Это пророчество Моника выслушивает равнодушно, почти с удовольствием.

Умереть. Экая беда. Кто ее любит? Да никто.

Нет!.. Тетя Сильвестра!

На Пасху Моника встала с постели после жестокого трехнедельного бронхита такая слабая, что шаталась на своих тоненьких палочках-ножках.

Тети не было около нее.

Доктор сказал:

— Ребенка нужно надолго увезти на юг, в какую-нибудь деревню, к морю. Ей вреден и климат здесь, и парижская жизнь.

Тетя Сильвестра сейчас же написала: «Я беру ее к себе в Гиер! Гиер — чудесное место, не правда ли, доктор?»

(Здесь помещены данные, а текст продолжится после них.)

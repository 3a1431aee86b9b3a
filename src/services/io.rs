//! Image I/O operations service
//!
//! Keeps file handling out of the mask generator and the batch downloader so
//! both can be tested against temporary directories.

use crate::error::{Result, SamPrepError};
use image::DynamicImage;
use std::path::{Path, PathBuf};

/// Suffix that marks files produced by the mask generator
pub const MASK_SUFFIX: &str = "_mask";

/// Service for handling image file input/output operations
pub struct ImageIOService;

impl ImageIOService {
    /// Load an image from a file path
    ///
    /// Falls back to content sniffing when the extension does not match the data.
    ///
    /// # Errors
    /// - File does not exist or cannot be read
    /// - Data is not a decodable image
    pub fn load_image<P: AsRef<Path>>(path: P) -> Result<DynamicImage> {
        let path_ref = path.as_ref();

        if !path_ref.exists() {
            return Err(SamPrepError::file_io_error(
                "read image file",
                path_ref,
                &std::io::Error::new(std::io::ErrorKind::NotFound, "file does not exist"),
            ));
        }

        match image::open(path_ref) {
            Ok(img) => Ok(img),
            Err(e) => {
                log::debug!(
                    "Extension-based loading failed for {}: {}. Attempting content-based detection.",
                    path_ref.display(),
                    e
                );

                let data = std::fs::read(path_ref).map_err(|io_err| {
                    SamPrepError::file_io_error("read image data", path_ref, &io_err)
                })?;

                image::load_from_memory(&data).map_err(|content_err| {
                    SamPrepError::processing_stage_error(
                        "image loading",
                        &format!(
                            "Extension error: {}. Content error: {}",
                            e, content_err
                        ),
                        Some(&format!("path: {}, size: {} bytes", path_ref.display(), data.len())),
                    )
                })
            },
        }
    }

    /// Decode an in-memory image, naming `source` in errors
    ///
    /// # Errors
    /// - Data is not a decodable image
    pub fn load_from_bytes(bytes: &[u8], source: &str) -> Result<DynamicImage> {
        image::load_from_memory(bytes).map_err(|e| {
            SamPrepError::processing_stage_error(
                "image decoding",
                &e.to_string(),
                Some(&format!("{} ({} bytes)", source, bytes.len())),
            )
        })
    }

    /// Save an image as PNG, creating the parent directory when missing
    ///
    /// # Errors
    /// - Parent directory cannot be created
    /// - PNG encoding or writing failed
    pub fn save_png<P: AsRef<Path>>(image: &DynamicImage, path: P) -> Result<()> {
        let path_ref = path.as_ref();

        if let Some(parent) = path_ref.parent() {
            if !parent.as_os_str().is_empty() {
                std::fs::create_dir_all(parent).map_err(|e| {
                    SamPrepError::file_io_error("create output directory", parent, &e)
                })?;
            }
        }

        // PNG has no 32-bit float layouts; narrow those to 8 bits first
        let encodable = match image {
            DynamicImage::ImageRgb32F(_) => DynamicImage::ImageRgb8(image.to_rgb8()),
            DynamicImage::ImageRgba32F(_) => DynamicImage::ImageRgba8(image.to_rgba8()),
            other => other.clone(),
        };

        encodable
            .save_with_format(path_ref, image::ImageFormat::Png)
            .map_err(|e| {
                SamPrepError::processing_stage_error(
                    "image save",
                    &format!("Failed to save as PNG: {}", e),
                    Some(&path_ref.display().to_string()),
                )
            })
    }

    /// Whether `path` names a generated mask (`*_mask.png`)
    #[must_use]
    pub fn is_mask_file(path: &Path) -> bool {
        path.file_stem()
            .and_then(|s| s.to_str())
            .is_some_and(|stem| stem.ends_with(MASK_SUFFIX))
    }

    /// Whether `path` has a `.png` extension (any case)
    #[must_use]
    pub fn is_png_file(path: &Path) -> bool {
        path.extension()
            .and_then(|s| s.to_str())
            .is_some_and(|ext| ext.eq_ignore_ascii_case("png"))
    }

    /// List PNG inputs directly inside `dir`, skipping generated masks
    ///
    /// # Errors
    /// - Directory cannot be read
    pub fn list_png_inputs<P: AsRef<Path>>(dir: P) -> Result<Vec<PathBuf>> {
        let dir = dir.as_ref();
        let entries = std::fs::read_dir(dir)
            .map_err(|e| SamPrepError::file_io_error("read input directory", dir, &e))?;

        let mut files = Vec::new();
        for entry in entries {
            let path = entry
                .map_err(|e| SamPrepError::file_io_error("read directory entry in", dir, &e))?
                .path();
            if path.is_file() && Self::is_png_file(&path) && !Self::is_mask_file(&path) {
                files.push(path);
            }
        }

        files.sort();
        Ok(files)
    }

    /// Output path for the mask of `input`: `<output_dir>/<stem>_mask.png`
    #[must_use]
    pub fn mask_path_for(input: &Path, output_dir: &Path) -> PathBuf {
        let stem = input
            .file_stem()
            .map_or_else(|| "image".into(), |s| s.to_string_lossy());
        output_dir.join(format!("{}{}.png", stem, MASK_SUFFIX))
    }
}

— Великолепно! Лучшего не может быть.

Отъезд был тотчас же решен, и Моника с радостью мечтала о чудесных солнечных днях возле ее настоящей матери — тети Сильвестры.

Монике двенадцать лет. Она первая ученица в пансионе тети и ходит в форменном платье, с косой.

На перекрестке туманно-серых улиц начинается пансионский сад и тянется, подымаясь вверх, по холму. Бледно-золотой пылью осыпает его солнце, льет свое золото на перья пальм, похожих на два гигантских бокала, на колючки кактусов, на голубоватые, желто-красные букеты огромных алоэ.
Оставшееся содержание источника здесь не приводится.